The  laughter is always there.
People laugh despite the catastrophe because they realize they are not hurt
Laughter is a new birth.

Music as life.

In the Nuba Mountain and Blue Nile regions of southern Sudan the various tribes are fractured by a war brought on by those in the North seeking to commit a genocide on those it deems not Arab enough. There is constant bombing and various rebel groups come and go. Through it all there is music- the music of the oppressed people who make their own instruments and sing and dance.

Imperfect but frequently soaring look at life during war time and life refusing to give up. A fine example of where there is life there is hope, this film shows you what a human being can do.n The film shows us how music is the life blood of the people and how it's democracy, most of the songs are either made up on the spot or simply made up by the performers to express their feelings.

When the music is playing this film is truly amazing.
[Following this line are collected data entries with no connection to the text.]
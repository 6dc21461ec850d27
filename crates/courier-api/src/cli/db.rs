//! `courier init-db`: create the database file and apply migrations.

use courier_types::config::ServiceConfig;

use crate::state::open_database;

/// Open the configured database (running migrations) and close it again.
/// Safe to run against an existing database.
pub async fn init_db(config: &ServiceConfig) -> anyhow::Result<()> {
    let pool = open_database(config).await?;
    pool.close().await;

    println!("Database ready at {}", config.database_path);
    Ok(())
}
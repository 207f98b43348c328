use std::io;
use std::sync::Arc;

use actix::Addr;
use actix_web::middleware::Logger;
use actix_web::web::Data;
use actix_web::{App, HttpServer};
use dotenv::dotenv;
use tracing::{error, info};
use tracing_subscriber::EnvFilter;

use services::db_utils::{get_db_pool, start_db_actor, AppState, DbActor};
use services::pg_handling::PgStore;
use settings::Settings;

mod schema;
mod services;
mod settings;
mod types;

fn startup_err(what: &str, err: impl std::fmt::Display) -> io::Error {
    error!("{what}: {err}");
    io::Error::other(format!("{what}: {err}"))
}

fn init_pg_db(settings: &Settings) -> io::Result<Addr<DbActor>> {
    let db_url = settings
        .database_url()
        .map_err(|err| startup_err("Invalid database settings", err))?;
    let pool = get_db_pool(&db_url, settings.db_pool_size)
        .map_err(|err| startup_err("Unable to create connection pool", err))?;

    Ok(start_db_actor(Arc::new(PgStore(pool)), settings.db_workers))
}

fn setup_tracing() {
    tracing_subscriber::fmt()
        .with_env_filter(EnvFilter::try_from_default_env().unwrap_or_else(|_| EnvFilter::new("info")))
        .init();
}

#[actix_web::main]
async fn main() -> io::Result<()> {
    dotenv().ok();
    setup_tracing();

    let settings = Settings::from_env().map_err(|err| startup_err("Invalid configuration", err))?;
    info!(?settings, "starting pizzeria");

    let db = init_pg_db(&settings)?;
    let templates = services::load_templates(&settings.templates_dir)
        .map_err(|err| startup_err("Unable to load templates", err))?;
    let state = Data::new(AppState { db, templates });

    HttpServer::new(move || {
        App::new()
            .wrap(Logger::default())
            .app_data(state.clone())
            .configure(services::configure)
    })
        .bind(&settings.bind_address)?
        .run()
        .await
}
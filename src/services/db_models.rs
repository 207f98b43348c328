use chrono::NaiveDateTime;
use diesel::sql_types::{Int4, Text, Timestamp};
use diesel::{Queryable, QueryableByName};
use serde::{Serialize, Serializer};

fn minutes<S: Serializer>(at: &NaiveDateTime, serializer: S) -> Result<S::Ok, S::Error> {
    serializer.collect_str(&at.format("%Y-%m-%d %H:%M"))
}

#[derive(Queryable, Debug, Clone, PartialEq, Serialize)]
pub struct CrustType {
    pub id: i32,
    pub name: String,
}

#[derive(Queryable, Debug, Clone, PartialEq, Serialize)]
pub struct SauceType {
    pub id: i32,
    pub name: String,
}

#[derive(Queryable, Debug, Clone, PartialEq, Serialize)]
pub struct Topping {
    pub id: i32,
    pub name: String,
}

/// Option sets offered by the order form.
#[derive(Debug, Default, Clone, Serialize)]
pub struct Catalog {
    pub crusts: Vec<CrustType>,
    pub sauces: Vec<SauceType>,
    pub toppings: Vec<Topping>,
}

/// One line of the staff queue: a pending order joined with its customer,
/// pizza and toppings. `toppings` is comma separated, alphabetical.
#[derive(QueryableByName, Debug, Clone, PartialEq, Serialize)]
pub struct PendingOrder {
    #[diesel(sql_type = Int4, column_name = commande_id)]
    pub order_id: i32,
    #[diesel(sql_type = Text, column_name = client_nom)]
    pub customer_name: String,
    #[diesel(sql_type = Text, column_name = client_telephone)]
    pub customer_phone: String,
    #[diesel(sql_type = Text, column_name = client_adresse)]
    pub customer_address: String,
    #[diesel(sql_type = Timestamp, column_name = date_commande)]
    #[serde(serialize_with = "minutes")]
    pub ordered_at: NaiveDateTime,
    #[diesel(sql_type = Text, column_name = croute_nom)]
    pub crust: String,
    #[diesel(sql_type = Text, column_name = sauce_nom)]
    pub sauce: String,
    #[diesel(sql_type = Text, column_name = garnitures)]
    pub toppings: String,
    #[diesel(sql_type = Timestamp, column_name = date_ajout_attente)]
    #[serde(serialize_with = "minutes")]
    pub queued_at: NaiveDateTime,
}
//! In-process `OrderStore` with the same observable behaviour as `PgStore`:
//! find-or-create customers, all-or-nothing commits, cascading deletes and the
//! inner-join shape of the pending queue.

use std::sync::{Mutex, MutexGuard};

use chrono::{NaiveDateTime, Utc};
use diesel::result::{DatabaseErrorKind, Error};

use crate::services::db_models::{Catalog, CrustType, PendingOrder, SauceType, Topping};
use crate::services::messages::{CommittedOrder, CustomerDetails, PizzaOrder};
use crate::services::store::OrderStore;
use crate::types::{CatalogRef, StoreError, StoreResult};

#[derive(Default)]
struct Tables {
    catalog: Catalog,
    customers: Vec<(i32, CustomerDetails)>,
    orders: Vec<(i32, i32, NaiveDateTime)>,
    pizzas: Vec<(i32, i32, i32, i32)>,
    pizza_toppings: Vec<(i32, i32)>,
    queue: Vec<(i32, NaiveDateTime)>,
    next_id: i32,
}

impl Tables {
    fn next_id(&mut self) -> i32 {
        self.next_id += 1;
        self.next_id
    }
}

#[derive(Default)]
pub struct MemoryStore(Mutex<Tables>);

impl MemoryStore {
    pub fn with_catalog(catalog: Catalog) -> Self {
        MemoryStore(Mutex::new(Tables {
            catalog,
            ..Tables::default()
        }))
    }

    /// Crusts: 1 Classique, 2 Mince. Sauces: 1 Tomate, 2 Alfredo.
    /// Toppings: 1 Aucune (sentinel), 2 Olives, 3 Champignons, 4 Anchois, 5 Bacon.
    pub fn seeded() -> Self {
        let topping = |id: i32, name: &str| Topping { id, name: name.into() };

        Self::with_catalog(Catalog {
            crusts: vec![
                CrustType { id: 1, name: "Classique".into() },
                CrustType { id: 2, name: "Mince".into() },
            ],
            sauces: vec![
                SauceType { id: 1, name: "Tomate".into() },
                SauceType { id: 2, name: "Alfredo".into() },
            ],
            toppings: vec![
                topping(1, "Aucune"),
                topping(2, "Olives"),
                topping(3, "Champignons"),
                topping(4, "Anchois"),
                topping(5, "Bacon"),
            ],
        })
    }

    pub fn customer_count(&self) -> usize {
        self.tables().customers.len()
    }

    pub fn order_customer(&self, order_id: i32) -> Option<i32> {
        self.tables()
            .orders
            .iter()
            .find(|(id, _, _)| *id == order_id)
            .map(|(_, customer_id, _)| *customer_id)
    }

    pub fn toppings_of_order(&self, order_id: i32) -> Vec<i32> {
        let tables = self.tables();
        let pizza_ids: Vec<i32> = tables
            .pizzas
            .iter()
            .filter(|(_, order, _, _)| *order == order_id)
            .map(|(pizza_id, _, _, _)| *pizza_id)
            .collect();

        tables
            .pizza_toppings
            .iter()
            .filter(|(pizza_id, _)| pizza_ids.contains(pizza_id))
            .map(|(_, topping_id)| *topping_id)
            .collect()
    }

    pub fn row_count(&self) -> usize {
        let tables = self.tables();
        tables.orders.len() + tables.pizzas.len() + tables.pizza_toppings.len() + tables.queue.len()
    }

    fn tables(&self) -> MutexGuard<'_, Tables> {
        // a failed assertion on another thread may have poisoned the lock
        self.0.lock().unwrap_or_else(|poisoned| poisoned.into_inner())
    }
}

fn db_error(kind: DatabaseErrorKind, constraint: &str) -> StoreError {
    StoreError::Database(Error::DatabaseError(
        kind,
        Box::new(format!("violates constraint \"{constraint}\"")),
    ))
}

fn resolve<'a, I>(rows: I, reference: &CatalogRef) -> Option<i32>
where
    I: Iterator<Item = (i32, &'a str)>,
{
    let mut rows = rows;
    match reference {
        CatalogRef::Id(wanted) => rows.find(|(id, _)| id == wanted).map(|(id, _)| id),
        CatalogRef::Name(wanted) => rows
            .find(|(_, name)| *name == wanted.as_str())
            .map(|(id, _)| id),
    }
}

impl OrderStore for MemoryStore {
    fn catalog(&self) -> StoreResult<Catalog> {
        Ok(self.tables().catalog.clone())
    }

    fn crust_name(&self, crust_id: i32) -> StoreResult<Option<String>> {
        Ok(self
            .tables()
            .catalog
            .crusts
            .iter()
            .find(|c| c.id == crust_id)
            .map(|c| c.name.clone()))
    }

    fn sauce_name(&self, sauce_id: i32) -> StoreResult<Option<String>> {
        Ok(self
            .tables()
            .catalog
            .sauces
            .iter()
            .find(|s| s.id == sauce_id)
            .map(|s| s.name.clone()))
    }

    fn topping_name(&self, topping_id: i32) -> StoreResult<Option<String>> {
        Ok(self
            .tables()
            .catalog
            .toppings
            .iter()
            .find(|t| t.id == topping_id)
            .map(|t| t.name.clone()))
    }

    fn commit_order(&self, order: &PizzaOrder) -> StoreResult<CommittedOrder> {
        let mut tables = self.tables();

        // every check happens before the first write, so a failure leaves nothing behind
        let crust_id = resolve(
            tables.catalog.crusts.iter().map(|c| (c.id, c.name.as_str())),
            &order.crust,
        )
        .ok_or_else(|| StoreError::UnknownCrust(order.crust.clone()))?;
        let sauce_id = resolve(
            tables.catalog.sauces.iter().map(|s| (s.id, s.name.as_str())),
            &order.sauce,
        )
        .ok_or_else(|| StoreError::UnknownSauce(order.sauce.clone()))?;

        for (i, topping_id) in order.topping_ids.iter().enumerate() {
            if !tables.catalog.toppings.iter().any(|t| t.id == *topping_id) {
                return Err(db_error(
                    DatabaseErrorKind::ForeignKeyViolation,
                    "pizzas_garnitures_garniture_id_fkey",
                ));
            }
            // (pizza_id, garniture_id) is the link's primary key
            if order.topping_ids[..i].contains(topping_id) {
                return Err(db_error(
                    DatabaseErrorKind::UniqueViolation,
                    "pizzas_garnitures_pkey",
                ));
            }
        }

        let now = Utc::now().naive_utc();
        let existing = tables
            .customers
            .iter()
            .find(|(_, customer)| *customer == order.customer)
            .map(|(id, _)| *id);
        let customer_id = match existing {
            Some(id) => id,
            None => {
                let id = tables.next_id();
                tables.customers.push((id, order.customer.clone()));
                id
            }
        };

        let order_id = tables.next_id();
        tables.orders.push((order_id, customer_id, now));

        let pizza_id = tables.next_id();
        tables.pizzas.push((pizza_id, order_id, crust_id, sauce_id));

        for topping_id in &order.topping_ids {
            tables.pizza_toppings.push((pizza_id, *topping_id));
        }

        tables.queue.push((order_id, now));

        Ok(CommittedOrder {
            order_id,
            customer_id,
            pizza_id,
        })
    }

    fn pending_orders(&self) -> StoreResult<Vec<PendingOrder>> {
        let tables = self.tables();
        let mut pending = Vec::new();

        for (order_id, queued_at) in &tables.queue {
            let Some((_, customer_id, ordered_at)) =
                tables.orders.iter().find(|(id, _, _)| id == order_id)
            else {
                continue;
            };
            let Some((_, customer)) = tables.customers.iter().find(|(id, _)| id == customer_id)
            else {
                continue;
            };

            for (pizza_id, _, crust_id, sauce_id) in
                tables.pizzas.iter().filter(|(_, order, _, _)| order == order_id)
            {
                let crust = tables.catalog.crusts.iter().find(|c| c.id == *crust_id);
                let sauce = tables.catalog.sauces.iter().find(|s| s.id == *sauce_id);
                let mut toppings: Vec<&str> = tables
                    .pizza_toppings
                    .iter()
                    .filter(|(pizza, _)| pizza == pizza_id)
                    .filter_map(|(_, topping_id)| {
                        tables.catalog.toppings.iter().find(|t| t.id == *topping_id)
                    })
                    .map(|t| t.name.as_str())
                    .collect();

                let (Some(crust), Some(sauce)) = (crust, sauce) else {
                    continue;
                };
                if toppings.is_empty() {
                    continue;
                }
                toppings.sort_unstable();

                pending.push(PendingOrder {
                    order_id: *order_id,
                    customer_name: customer.name.clone(),
                    customer_phone: customer.phone.clone(),
                    customer_address: customer.address.clone(),
                    ordered_at: *ordered_at,
                    crust: crust.name.clone(),
                    sauce: sauce.name.clone(),
                    toppings: toppings.join(","),
                    queued_at: *queued_at,
                });
            }
        }

        pending.sort_by_key(|p| (p.queued_at, p.order_id));
        Ok(pending)
    }

    fn delete_order(&self, order_id: i32) -> StoreResult<usize> {
        let mut tables = self.tables();
        let before = tables.orders.len();
        tables.orders.retain(|(id, _, _)| *id != order_id);
        let deleted = before - tables.orders.len();

        let pizza_ids: Vec<i32> = tables
            .pizzas
            .iter()
            .filter(|(_, order, _, _)| *order == order_id)
            .map(|(pizza_id, _, _, _)| *pizza_id)
            .collect();
        tables.pizzas.retain(|(_, order, _, _)| *order != order_id);
        tables
            .pizza_toppings
            .retain(|(pizza_id, _)| !pizza_ids.contains(pizza_id));
        tables.queue.retain(|(id, _)| *id != order_id);

        Ok(deleted)
    }
}

#[cfg(test)]
mod tests {
    use super::*;

    fn order(topping_ids: Vec<i32>) -> PizzaOrder {
        PizzaOrder {
            customer: CustomerDetails {
                name: "A".into(),
                phone: "555".into(),
                address: "X".into(),
            },
            crust: CatalogRef::Id(1),
            sauce: CatalogRef::Id(1),
            topping_ids,
        }
    }

    #[test]
    fn repeated_topping_link_is_rejected_like_the_primary_key() {
        let store = MemoryStore::seeded();

        let res = store.commit_order(&order(vec![2, 2]));

        assert!(matches!(
            res,
            Err(StoreError::Database(Error::DatabaseError(
                DatabaseErrorKind::UniqueViolation,
                _
            )))
        ));
        assert_eq!(store.customer_count(), 0);
        assert_eq!(store.row_count(), 0);
    }

    #[test]
    fn unknown_topping_is_rejected_like_the_foreign_key() {
        let store = MemoryStore::seeded();

        let res = store.commit_order(&order(vec![2, 77]));

        assert!(matches!(
            res,
            Err(StoreError::Database(Error::DatabaseError(
                DatabaseErrorKind::ForeignKeyViolation,
                _
            )))
        ));
        assert_eq!(store.row_count(), 0);
    }
}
The problem with the film is that in order to have the music mean something they have to put the political situation with in Sudan into play and there is a point in the last half hour where it begins to repeat itself. We've heard the explanations a couple of times before and continuing to go over it kind of is gilding the lily. I kind of took a half step back because the film was going over the same ground a fourth time. I get that the people running Sudan argue they are Arabs even though they are not. I understand that they are using divide and conquer techniques that if applied to themselves would get them killed. I got it the first time. I don't need it repeated.

On the other hand once we get back to the music and once we see the people trying to go on the film takes flight again. I love the music in this film. I love how it makes the film seem alive and dancing across the screen.

This is a wonderful film that needs to be seen. Not only will you come to understand what is happening in Sudan but you will see the ability of the human spirit to carry on.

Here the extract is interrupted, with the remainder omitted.